Manolo Valdes. "Infanta Margerita." Another version, in glass.
Influenced by Velázquez, Rembrandt, Rubens, Matisse, Picasso, and others, Valdés
creates large works in which the lighting and colors express a sensation of tactility.
His work is forceful and decorated with historical art symbols. Valdés creates paintings,
monumental sculptures, etchings, and collages.
The two stainless steel heads in the center are also by Valdes. He often uses
the head as a starting point for elaborate and stunning "hats" or headpieces.
"Head with Wings" in bronze is by Manolo Valdes.
"Blue Head with Butterflies" is another head by Valdes. His imagination takes many
directions with this one basic form.
One of the most unusual forms by Valdes is this alabaster head and hat entitled
"La Pamela."
In realism, the Pop artist Jeff Koons, is one of the leaders. Some years ago, he created
a mirror-polished stainless-steel form of a "balloon dog" fifteen feet high. He then
created it in six colors, and it was enormously popular; one has sold for $58 million.
And so he has made other variations in other sizes, colors, and materials.
This is "Red Balloon Dog" on a porcelain plate.
Helen Frankenthaler is one of the leading figures in the Abstract Expressionist / Color Field
School. "Bending Blue." 1977. Her works are large and are made partially by pouring
diluted pigment onto the canvas held at an angle. The color becomes part of the fabric.
Later she would paint onto the surface, so that depths of space open up.
Bernar Venet is a French Conceptual artist who works with large bronze arcs to create
powerful forms which usually stand in fields or in front of large public building,
looking partly like wind or waves.
Damien Hirst is an English artist, entrepreneur, and art collector. He is the most prominent
member of the group known as the Young British Artists, who dominated the art scene
in the UK during the 1990s.

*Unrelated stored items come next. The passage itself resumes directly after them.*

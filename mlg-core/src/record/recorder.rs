use super::Record;
use crate::error::MlgError;

/// Writes records to an output destination with [`Recorder::write`].
pub trait Recorder {
    /// Writes the values in `record`, tagged with `step`.
    fn write(&mut self, step: usize, record: Record) -> Result<(), MlgError>;

    /// Persists values buffered by the recorder, if any.
    fn flush(&mut self) -> Result<(), MlgError> {
        Ok(())
    }
}
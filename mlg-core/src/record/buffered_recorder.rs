use super::{Record, Recorder};
use crate::error::MlgError;

/// Buffered recorder.
///
/// Keeps every written record in memory, with its step. Useful in tests and for
/// inspecting what a run would have recorded.
#[derive(Debug, Default)]
pub struct BufferedRecorder {
    buf: Vec<(usize, Record)>,
    n_flushes: usize,
}

impl BufferedRecorder {
    /// Construct the recorder.
    pub fn new() -> Self {
        Self::default()
    }

    /// Returns an iterator over the steps and records.
    pub fn iter(&self) -> std::slice::Iter<'_, (usize, Record)> {
        self.buf.iter()
    }

    /// Number of records written so far.
    pub fn len(&self) -> usize {
        self.buf.len()
    }

    /// `true` if nothing has been written.
    pub fn is_empty(&self) -> bool {
        self.buf.is_empty()
    }

    /// Number of times [`Recorder::flush`] was called.
    pub fn n_flushes(&self) -> usize {
        self.n_flushes
    }
}

impl Recorder for BufferedRecorder {
    /// Write a [`Record`] to the buffer.
    fn write(&mut self, step: usize, record: Record) -> Result<(), MlgError> {
        self.buf.push((step, record));
        Ok(())
    }

    fn flush(&mut self) -> Result<(), MlgError> {
        self.n_flushes += 1;
        Ok(())
    }
}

He is internationally renowned, and is reportedly the United
Kingdom's richest living artist. His varied practice explores the complex relationships
between art, religion, science, life and death.
The random and infinite colour series within the ‘Pharmaceutical’ paintings (the first set
of dots) is integral to the works. Hirst explains that, “mathematically, with the spot
paintings, I probably discovered the most fundamentally important thing in any kind
of art. Which is the harmony of where colour can exist on its own, interacting with
other colors in a perfect format.” Any problems he had previously had with color,
Hirst claims, were removed by the perfect arrangement of complimentary,
yet never repeated, colors in the spots.
Pino Manos is an Italian artist from Milan, noted for his large-scale monochromatic pieces, embellished with twisted strips of canvas and painted in rich colors. He takes a piece of
fabric, dyes it, then folds it and attaches it to a background. He doesn't paint light or
darkness or shadow or form, but the fabric creates shadows and forms and also
mystery by form and color and light alone.